Using the Correlations Operator

Introduction

The TIBCO Streaming® Matrix Operator is used to gather tuples over various styles of output types such as over time or by selected values. The purpose of this operator is to create a matrix (list of tuples) of which the tuples fields are the columns of the matrix.

Correlations Properties

This section describes the properties you can set for this adapter, using the various tabs of the Properties view in StreamBase Studio.

General Tab

Name: Use this required field to specify or change the name of this instance of this component, which must be unique in the current EventFlow module. The name must contain only alphabetic characters, numbers, and underscores, and no hyphens or other special characters. The first character must be alphabetic or an underscore.

Operator: A read-only field that shows the formal name of the operator.

Class name: Shows the fully qualified class name that implements the functionality of this adapter. If you need to reference this class name elsewhere in your application, you can right-click this field and select Copy from the context menu to place the full class name in the system clipboard.

Start options: This field provides a link to the Cluster Aware tab, where you configure the conditions under which this adapter starts.

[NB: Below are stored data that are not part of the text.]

//! Pipeline stage that keeps the manifest in step with the file-event stream.
//!
//! For every item it receives the stage:
//!
//! 1. Forwards the item downstream, unchanged and before anything else
//! 2. Updates the manifest: `add`/`change` map the file's origin to its
//!    current path, `unlink`/`unlinkDir` remove the origin's mapping
//! 3. Captures a compact snapshot of the manifest and hands it to the
//!    debouncer, replacing any snapshot still waiting
//!
//! Snapshots leave the stage as [`PipelineItem::Manifest`] items once the
//! quiescence window has passed without further events.

use anyhow::{Context, Result, anyhow};
use std::path::PathBuf;
use tokio::fs;
use tokio::task::JoinHandle;
use tokio::time::{self, Instant};
use tracing::{debug, info, warn};

use super::{Debouncer, ItemReceiver, ItemSender, ManifestWrite, PipelineItem, path_key};
use crate::QUIESCENCE_WINDOW;
use crate::config::StageConfig;
use crate::manifest::{Manifest, ManifestError, ManifestLoader, SharedManifest};

/// Handles the stage exposes to collaborators wired up after it
#[derive(Debug, Clone)]
pub struct Ready {
    /// Live manifest, updated as events flow through the stage
    pub manifest: SharedManifest,
}

/// Counters reported when the stage finishes
#[derive(Debug, Clone, Copy, Default, PartialEq, Eq)]
pub struct StageStats {
    /// Items passed downstream, excluding snapshots
    pub forwarded: u64,
    /// Snapshot writes emitted
    pub snapshots: u64,
    /// Events whose manifest bookkeeping failed
    pub failed: u64,
}

/// The manifest stage
#[derive(Debug)]
pub struct ManifestStage {
    manifest: SharedManifest,
    write_manifest_file: bool,
    manifest_path: PathBuf,
    debouncer: Debouncer<ManifestWrite>,
    stats: StageStats,
}

/// Build the manifest stage described by `config`
///
/// Outside production, an existing snapshot at
/// `build_folder/manifest_path` seeds the manifest; otherwise it starts empty.
///
/// # Errors
///
/// Returns an error if:
/// - The configuration is invalid
/// - The snapshot's existence cannot be determined
/// - A snapshot exists but cannot be read or parsed
pub async fn create_stage_manifest(config: &StageConfig) -> Result<ManifestStage> {
    config.validate()?;
    let manifest_file = config.manifest_file();

    let manifest = if !config.environment.is_production()
        && fs::try_exists(&manifest_file).await.with_context(|| {
            format!("Failed to check for manifest: {}", manifest_file.display())
        })? {
        let manifest = ManifestLoader::load(&manifest_file)
            .await
            .with_context(|| format!("Failed to load manifest: {}", manifest_file.display()))?;
        info!(
            path = %manifest_file.display(),
            entries = manifest.len(),
            "Loaded existing manifest"
        );
        manifest
    } else {
        debug!(environment = %config.environment, "Starting with an empty manifest");
        Manifest::new()
    };

    Ok(ManifestStage::new(
        manifest,
        config.write_manifest_file,
        &config.manifest_path,
    ))
}

impl ManifestStage {
    /// Create a stage around an existing manifest
    #[must_use]
    pub fn new(
        manifest: Manifest,
        write_manifest_file: bool,
        manifest_path: impl Into<PathBuf>,
    ) -> Self {
        Self {
            manifest: SharedManifest::new(manifest),
            write_manifest_file,
            manifest_path: manifest_path.into(),
            debouncer: Debouncer::new(QUIESCENCE_WINDOW),
            stats: StageStats::default(),
        }
    }

    /// Handles for collaborators that need to query the manifest
    #[must_use]
    pub fn ready(&self) -> Ready {
        Ready {
            manifest: self.manifest.clone(),
        }
    }

    /// Counters so far
    #[must_use]
    pub const fn stats(&self) -> StageStats {
        self.stats
    }

    /// Deadline of the snapshot waiting to be emitted, if any
    #[must_use]
    pub fn pending_snapshot_deadline(&self) -> Option<Instant> {
        self.debouncer.deadline()
    }

    /// Process one item
    ///
    /// The item is pushed to `push` before the manifest is touched, so it is
    /// forwarded even when bookkeeping fails.
    ///
    /// # Errors
    ///
    /// Returns an error if:
    /// - The downstream receiver is gone
    /// - A removal names an origin with no mapping ([`ManifestError::NotFound`])
    /// - The origin or current path is not valid UTF-8 ([`ManifestError::InvalidPath`])
    /// - The snapshot cannot be serialized
    pub fn transform(&mut self, item: PipelineItem, push: &ItemSender) -> Result<()> {
        let bookkeeping = match &item {
            PipelineItem::File(file) => {
                Some((file.event, path_key(file.origin()), path_key(&file.path)))
            }
            PipelineItem::Manifest(_) => None,
        };

        push.send(item)
            .map_err(|_| anyhow!("Downstream stage closed"))?;
        self.stats.forwarded += 1;

        let Some((event, origin, dest)) = bookkeeping else {
            return Ok(());
        };

        let origin = origin?;
        debug!(event = %event, origin = %origin, "event");
        if event.is_removal() {
            self.manifest.write().remove_key(&origin)?;
        } else {
            let dest = dest?;
            self.manifest.write().set_entry(origin, dest);
        }

        if self.write_manifest_file {
            let contents = self.manifest.to_json(true)?;
            self.debouncer.schedule(ManifestWrite {
                path: self.manifest_path.clone(),
                contents: contents.into_bytes(),
            });
        }
        Ok(())
    }

    /// Push the pending snapshot downstream if there is one
    ///
    /// # Errors
    ///
    /// Returns an error if the downstream receiver is gone
    pub fn flush(&mut self, push: &ItemSender) -> Result<bool> {
        match self.debouncer.take() {
            Some(write) => self.emit(write, push).map(|()| true),
            None => Ok(false),
        }
    }

    fn emit(&mut self, write: ManifestWrite, push: &ItemSender) -> Result<()> {
        debug!(path = %write.path.display(), bytes = write.contents.len(), "Emitting manifest");
        push.send(write.into())
            .map_err(|_| anyhow!("Downstream stage closed"))?;
        self.stats.snapshots += 1;
        Ok(())
    }

    /// Drive the stage until `input` closes
    ///
    /// A snapshot still pending when the input closes is emitted once its
    /// window elapses. Per-event bookkeeping failures are logged and counted;
    /// they never stop the stream.
    ///
    /// # Errors
    ///
    /// Returns an error if the downstream receiver is gone or a snapshot
    /// cannot be serialized
    pub async fn run(mut self, mut input: ItemReceiver, output: ItemSender) -> Result<StageStats> {
        info!(
            write_manifest_file = self.write_manifest_file,
            manifest_path = %self.manifest_path.display(),
            "Manifest stage running"
        );

        loop {
            let deadline = self.debouncer.deadline();
            tokio::select! {
                biased;

                () = time::sleep_until(deadline.unwrap_or_else(Instant::now)), if deadline.is_some() => {
                    self.flush(&output)?;
                }
                item = input.recv() => {
                    let Some(item) = item else {
                        break;
                    };
                    let path = item.path().to_path_buf();
                    if let Err(err) = self.transform(item, &output) {
                        match err.downcast_ref::<ManifestError>() {
                            Some(manifest_err) if manifest_err.is_per_event() => {
                                self.stats.failed += 1;
                                warn!(path = %path.display(), error = %manifest_err, "Manifest update failed");
                            }
                            _ => return Err(err),
                        }
                    }
                }
            }
        }

        if let Some(write) = self.debouncer.settle().await {
            self.emit(write, &output)?;
        }

        info!(
            forwarded = self.stats.forwarded,
            snapshots = self.stats.snapshots,
            failed = self.stats.failed,
            "Manifest stage finished"
        );
        Ok(self.stats)
    }

    /// Run the stage on its own task
    #[must_use]
    pub fn spawn(self, input: ItemReceiver, output: ItemSender) -> JoinHandle<Result<StageStats>> {
        tokio::spawn(self.run(input, output))
    }
}

/// Wait for a spawned stage that stopped accepting input and return why
///
/// Use this when sending into the stage fails, so the stage's own error is
/// reported instead of the closed channel.
pub async fn stop_error(handle: JoinHandle<Result<StageStats>>) -> anyhow::Error {
    match handle.await {
        Ok(Err(err)) => err,
        Ok(Ok(_)) => anyhow!("Manifest stage stopped"),
        Err(join_err) => anyhow::Error::new(join_err).context("Manifest stage panicked"),
    }
}
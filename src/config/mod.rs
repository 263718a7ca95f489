//! `buildmap.toml` configuration.

use anyhow::{Context, Result};
use serde::{Deserialize, Serialize};
use std::fmt;
use std::path::{Path, PathBuf};

use crate::DEFAULT_MANIFEST_PATH;

/// Top-level `buildmap.toml` contents
#[derive(Debug, Clone, Serialize, Deserialize, Default, PartialEq, Eq)]
pub struct Config {
    /// `[stage]` table
    #[serde(default)]
    pub stage: StageConfig,
}

/// Inputs of the manifest stage factory
#[derive(Debug, Clone, Serialize, Deserialize, PartialEq, Eq)]
pub struct StageConfig {
    /// Emit debounced manifest snapshots downstream
    #[serde(default = "default_write_manifest_file")]
    pub write_manifest_file: bool,
    /// Root of the build output
    #[serde(default = "default_build_folder")]
    pub build_folder: PathBuf,
    /// Production skips loading a persisted manifest
    #[serde(default)]
    pub environment: Environment,
    /// Snapshot location relative to `build_folder`
    #[serde(default = "default_manifest_path")]
    pub manifest_path: String,
}

/// Server environment the pipeline runs in
#[derive(Debug, Clone, Copy, PartialEq, Eq, Serialize, Deserialize, Default)]
#[serde(rename_all = "lowercase")]
pub enum Environment {
    /// Local dev server
    #[default]
    #[serde(alias = "dev")]
    Development,
    /// Production build
    #[serde(alias = "prod")]
    Production,
    /// Test runs
    Test,
}

impl Environment {
    /// Production builds never reuse a persisted manifest
    #[must_use]
    pub const fn is_production(self) -> bool {
        matches!(self, Self::Production)
    }
}

impl fmt::Display for Environment {
    fn fmt(&self, f: &mut fmt::Formatter<'_>) -> fmt::Result {
        f.write_str(match self {
            Self::Development => "development",
            Self::Production => "production",
            Self::Test => "test",
        })
    }
}

impl std::str::FromStr for Environment {
    type Err = anyhow::Error;

    fn from_str(s: &str) -> Result<Self> {
        match s.to_ascii_lowercase().as_str() {
            "development" | "dev" => Ok(Self::Development),
            "production" | "prod" => Ok(Self::Production),
            "test" => Ok(Self::Test),
            _ => Err(anyhow::anyhow!("Unknown environment: {s}")),
        }
    }
}

impl Default for StageConfig {
    fn default() -> Self {
        Self {
            write_manifest_file: default_write_manifest_file(),
            build_folder: default_build_folder(),
            environment: Environment::default(),
            manifest_path: default_manifest_path(),
        }
    }
}

impl StageConfig {
    /// Full path of the snapshot file
    #[must_use]
    pub fn manifest_file(&self) -> PathBuf {
        self.build_folder.join(&self.manifest_path)
    }

    /// Check the configuration for values the stage cannot work with
    ///
    /// # Errors
    ///
    /// Returns an error if `manifest_path` is empty or absolute
    pub fn validate(&self) -> Result<()> {
        if self.manifest_path.trim().is_empty() {
            anyhow::bail!("manifest_path must not be empty");
        }
        if Path::new(&self.manifest_path).is_absolute() {
            anyhow::bail!(
                "manifest_path must be relative to the build folder: {}",
                self.manifest_path
            );
        }
        Ok(())
    }
}

impl Config {
    /// Load configuration from a file
    ///
    /// A missing file yields the defaults.
    ///
    /// # Errors
    ///
    /// Returns an error if:
    /// - File exists but cannot be read
    /// - File contains invalid TOML
    /// - The stage settings fail validation
    pub fn load(path: &Path) -> Result<Self> {
        if !path.exists() {
            return Ok(Self::default());
        }

        let content = std::fs::read_to_string(path)
            .with_context(|| format!("Failed to read config file: {}", path.display()))?;
        let config: Self = toml::from_str(&content)
            .with_context(|| format!("Failed to parse config file: {}", path.display()))?;

        config
            .stage
            .validate()
            .with_context(|| format!("Invalid config file: {}", path.display()))?;
        Ok(config)
    }

    /// Save configuration to a file
    ///
    /// # Errors
    ///
    /// Returns an error if:
    /// - Cannot create parent directories
    /// - Cannot write to the file
    /// - TOML serialization fails
    pub fn save(&self, path: &Path) -> Result<()> {
        if let Some(parent) = path.parent().filter(|p| !p.as_os_str().is_empty()) {
            std::fs::create_dir_all(parent)?;
        }

        let toml_str = toml::to_string_pretty(self)?;
        std::fs::write(path, toml_str)
            .with_context(|| format!("Failed to write config file: {}", path.display()))
    }
}

// Default functions for serde
const fn default_write_manifest_file() -> bool {
    true
}

fn default_build_folder() -> PathBuf {
    PathBuf::from(".build")
}

fn default_manifest_path() -> String {
    DEFAULT_MANIFEST_PATH.to_string()
}
//! File-event pipeline plumbing around the manifest.
//!
//! Items flow watcher -> [`stage::ManifestStage`] -> [`sink::DiskSink`] over
//! unbounded `tokio` channels. The stage forwards every item it receives and
//! occasionally injects a [`ManifestWrite`] carrying a manifest snapshot.

pub mod debounce;
pub mod sink;
pub mod stage;

pub use debounce::Debouncer;
pub use sink::{DiskSink, SinkStats};
pub use stage::{ManifestStage, Ready, StageStats, create_stage_manifest, stop_error};

use serde::{Deserialize, Serialize};
use std::fmt;
use std::path::{Path, PathBuf};
use tokio::sync::mpsc;

use crate::manifest::ManifestError;

/// Sending half of a pipeline channel
pub type ItemSender = mpsc::UnboundedSender<PipelineItem>;

/// Receiving half of a pipeline channel
pub type ItemReceiver = mpsc::UnboundedReceiver<PipelineItem>;

/// Create a pipeline channel
#[must_use]
pub fn channel() -> (ItemSender, ItemReceiver) {
    mpsc::unbounded_channel()
}

/// Kind of change reported by the watcher
#[derive(Debug, Clone, Copy, PartialEq, Eq, Hash, Serialize, Deserialize)]
#[serde(rename_all = "camelCase")]
pub enum FileEventKind {
    /// File appeared
    Add,
    /// File contents changed
    Change,
    /// File was deleted
    Unlink,
    /// Directory was deleted
    UnlinkDir,
}

impl FileEventKind {
    /// Whether this event removes a mapping
    #[must_use]
    pub const fn is_removal(self) -> bool {
        matches!(self, Self::Unlink | Self::UnlinkDir)
    }

    /// Name as reported by the watcher
    #[must_use]
    pub const fn as_str(self) -> &'static str {
        match self {
            Self::Add => "add",
            Self::Change => "change",
            Self::Unlink => "unlink",
            Self::UnlinkDir => "unlinkDir",
        }
    }
}

impl fmt::Display for FileEventKind {
    fn fmt(&self, f: &mut fmt::Formatter<'_>) -> fmt::Result {
        f.write_str(self.as_str())
    }
}

/// A file moving through the pipeline
#[derive(Debug, Clone, PartialEq, Eq, Serialize, Deserialize)]
pub struct FileEvent {
    /// What happened to the file
    pub event: FileEventKind,
    /// Current (destination) location
    pub path: PathBuf,
    /// Prior locations, earliest first; `history[0]` is the authored source
    #[serde(default)]
    pub history: Vec<PathBuf>,
    /// File payload, opaque to the manifest
    #[serde(default)]
    pub contents: Vec<u8>,
}

impl FileEvent {
    /// Create an event for a file that has not been moved yet
    #[must_use]
    pub fn new(event: FileEventKind, path: impl Into<PathBuf>) -> Self {
        let path = path.into();
        Self {
            event,
            history: vec![path.clone()],
            path,
            contents: Vec::new(),
        }
    }

    /// Record a move to `path`, keeping the previous location in the history
    #[must_use]
    pub fn moved_to(mut self, path: impl Into<PathBuf>) -> Self {
        let path = path.into();
        if self.history.last() != Some(&path) {
            self.history.push(path.clone());
        }
        self.path = path;
        self
    }

    /// Attach a payload
    #[must_use]
    pub fn with_contents(mut self, contents: impl Into<Vec<u8>>) -> Self {
        self.contents = contents.into();
        self
    }

    /// Original location before any upstream transform
    ///
    /// Falls back to the current path when no history was recorded.
    #[must_use]
    pub fn origin(&self) -> &Path {
        self.history.first().unwrap_or(&self.path)
    }
}

/// Synthetic item carrying a manifest snapshot to be written
#[derive(Debug, Clone, PartialEq, Eq)]
pub struct ManifestWrite {
    /// Location relative to the build folder
    pub path: PathBuf,
    /// Serialized snapshot
    pub contents: Vec<u8>,
}

/// Anything that travels between pipeline stages
#[derive(Debug, Clone, PartialEq, Eq)]
pub enum PipelineItem {
    /// A watched file
    File(FileEvent),
    /// A manifest snapshot emitted by the manifest stage
    Manifest(ManifestWrite),
}

impl PipelineItem {
    /// Current location of the item
    #[must_use]
    pub fn path(&self) -> &Path {
        match self {
            Self::File(file) => &file.path,
            Self::Manifest(write) => &write.path,
        }
    }
}

impl From<FileEvent> for PipelineItem {
    fn from(file: FileEvent) -> Self {
        Self::File(file)
    }
}

impl From<ManifestWrite> for PipelineItem {
    fn from(write: ManifestWrite) -> Self {
        Self::Manifest(write)
    }
}

/// Manifest key for a path
///
/// Keys must round-trip through the JSON snapshot, so paths that are not
/// valid UTF-8 are rejected instead of being lossily converted.
pub(crate) fn path_key(path: &Path) -> Result<String, ManifestError> {
    path.to_str()
        .map(str::to_string)
        .ok_or_else(|| ManifestError::InvalidPath {
            path: path.to_path_buf(),
        })
}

Enable Error Output Port: Select this check box to add an Error Port to this component. In the EventFlow canvas, the Error Port shows as a red output port, always the last port for the component. See Using Error Ports to learn about Error Ports.

Description: Optionally enter text to briefly describe the component's purpose and function. In the EventFlow Editor canvas, you can see the description by pressing Ctrl while the component's tooltip is displayed.

Operator Properties Tab

Property Description
Correlation type Select the type of correlation (Pearson, Spearman, or Kendall) to compute for each pair of selected variables.
Missing data deletion If casewise missing data deletion is selected, then all rows with missing data in at least one of the selected variables will be excluded from the analysis, otherwise if pairwise is selected, each correlation between a pair of variables will include all cases with valid data on both of those variables.
Log Level Controls the level of verbosity the adapter uses to send notifications to the console. This setting can be higher than the containing application's log level. If set lower, the system log level is used. Available values, in increasing order of verbosity, are: OFF, ERROR, WARN, INFO, DEBUG, TRACE.

Field Select tab

The Missing Data tab is used to check incoming tuples against an expression; if the expression evaluates to true then replace the field with the given replacement value. This missing data replacement check is done before the input tuple is evaluated further inside the operator. By default, no field values are replaced. You can use the smart fill option to evaluate the current input schema and fill the table with reasonable values.

Property Description
List 1 Specify the selected list of variables for List 1. Regular expression matching is supported. If only a single list of p variables is specified and no variables are specified for List 2, then the operator will compute all pairwise correlations between each pair variables within List 1 (for a total of p2correlations).
List 2 Specify the selected list of variables for List 2. Regular expression matching is supported. If p variables are specified for List 1 and q variables are specified for List 2, then the operator shall compute all pairwise correlations between lists of variables, for a total of pqcorrelations.

Cluster Aware Tab

Use the settings in this tab to allow this operator or adapter to start and stop based on conditions that occur at runtime in a cluster with more than one node. During initial development of the fragment that contains this operator or adapter, and for maximum compatibility with TIBCO Streaming releases before 10.5.0, leave the Cluster start policy control in its default setting, Start with module.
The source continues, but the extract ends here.